Eclipsing Binary Stars These are binary systems of stars with an orbital plane lying near the line-of-sight of the observer. The components periodically eclipse one another, causing a decrease in the apparent brightness of the system as seen by the observer. The period of the eclipse, which coincides with the orbital period of the system, can range from minutes to years. Examples: Algol, Beta Persei
Beta Lyrae (Sheliak) is an eclipsing contact binary star system. Its two component stars are close enough that material from the photosphere of each is pulled towards the other, drawing the stars into an ellipsoid shape.

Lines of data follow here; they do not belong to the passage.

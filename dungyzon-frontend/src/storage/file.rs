use std::collections::BTreeMap;
use std::fs;
use std::path::{Path, PathBuf};
use std::sync::{Mutex, PoisonError};

use super::{KeyValueStore, StorageError};

/// Store backed by a single JSON object on disk.
///
/// The whole map is rewritten on every mutation (temp file, then rename).
#[derive(Debug)]
pub struct JsonFileStore {
    path: PathBuf,
    entries: Mutex<BTreeMap<String, String>>,
}

impl JsonFileStore {
    /// Opens the store at `path`; a missing file starts empty.
    pub fn open(path: impl AsRef<Path>) -> Result<Self, StorageError> {
        let path = path.as_ref().to_path_buf();
        let entries = if path.exists() {
            let content = fs::read_to_string(&path)?;
            if content.trim().is_empty() {
                BTreeMap::new()
            } else {
                serde_json::from_str(&content)?
            }
        } else {
            BTreeMap::new()
        };

        tracing::debug!("Opened storage {:?} with {} entries", path, entries.len());
        Ok(Self {
            path,
            entries: Mutex::new(entries),
        })
    }

    pub fn path(&self) -> &Path {
        &self.path
    }

    fn persist(&self, entries: &BTreeMap<String, String>) -> Result<(), StorageError> {
        if let Some(parent) = self.path.parent().filter(|p| !p.as_os_str().is_empty()) {
            fs::create_dir_all(parent)?;
        }
        let tmp = self.path.with_extension("json.tmp");
        fs::write(&tmp, serde_json::to_vec_pretty(entries)?)?;
        fs::rename(&tmp, &self.path)?;
        Ok(())
    }
}

impl KeyValueStore for JsonFileStore {
    fn get(&self, key: &str) -> Option<String> {
        self.entries
            .lock()
            .unwrap_or_else(PoisonError::into_inner)
            .get(key)
            .cloned()
    }

    fn set(&self, key: &str, value: String) -> Result<(), StorageError> {
        let mut entries = self.entries.lock().unwrap_or_else(PoisonError::into_inner);
        entries.insert(key.to_string(), value);
        self.persist(&entries)
    }

    fn remove(&self, key: &str) -> Result<(), StorageError> {
        let mut entries = self.entries.lock().unwrap_or_else(PoisonError::into_inner);
        if entries.remove(key).is_some() {
            self.persist(&entries)?;
        }
        Ok(())
    }
}

#[cfg(test)]
mod tests {
    use super::*;

    #[test]
    fn test_values_survive_reopen() {
        let dir = tempfile::tempdir().unwrap();
        let path = dir.path().join("nested").join("storage.json");

        let store = JsonFileStore::open(&path).unwrap();
        assert_eq!(store.get("theme"), None);
        store.set("theme", "true".to_string()).unwrap();
        store.set("last", "\"lamp\"".to_string()).unwrap();
        store.remove("last").unwrap();

        let reopened = JsonFileStore::open(&path).unwrap();
        assert_eq!(reopened.get("theme").as_deref(), Some("true"));
        assert_eq!(reopened.get("last"), None);
    }

    #[test]
    fn test_corrupt_file_is_an_error() {
        let dir = tempfile::tempdir().unwrap();
        let path = dir.path().join("storage.json");
        fs::write(&path, "{not json").unwrap();
        assert!(matches!(JsonFileStore::open(&path), Err(StorageError::Serialization(_))));
    }

    #[test]
    fn test_empty_file_starts_empty() {
        let dir = tempfile::tempdir().unwrap();
        let path = dir.path().join("storage.json");
        fs::write(&path, "").unwrap();
        let store = JsonFileStore::open(&path).unwrap();
        assert_eq!(store.get("anything"), None);
    }
}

Beta Lyrae is the prototype for this class of eclipsing binaries, whose components are so close together that they deform by their mutual gravitation.
Rotating Stars Rotating stars are often binary systems, which undergo small amplitude changes in light that may be due to dark or bright spots or patches on their stellar surface, or may be due to thermal or chemical inhomogeniety of stellar atmospheres caused by magnetic fields.
Flare Stars These stars are dim, red dwarfs that exhibit unusually violent flare activity. Flares occur sporadically, with successive flares spaced anywhere from an hour to a few days apart. It only takes a few minutes for a flare to reach peak brightness, and in fact more than one flare can occur at time. It may turn out that most red dwarfs are flare stars, and that red dwarfs without violent flare activity are the exception rather than the rule. The first known flare stars (V1396 Cygni and AT Microscopii) were discovered in 1924. However, the best-known flare star (UV Ceti) was discovered in 1948, and today flare stars are sometimes known as UV Ceti variables. The Sun's nearest stellar neighbor Proxima Centauri is a flare star, as is another near neighbor Wolf 359. Barnard's Star, the second nearest star system, is also suspected of being a flare star. Because they are so intrinsically faint, all known flare stars are within about 60 light years from Earth.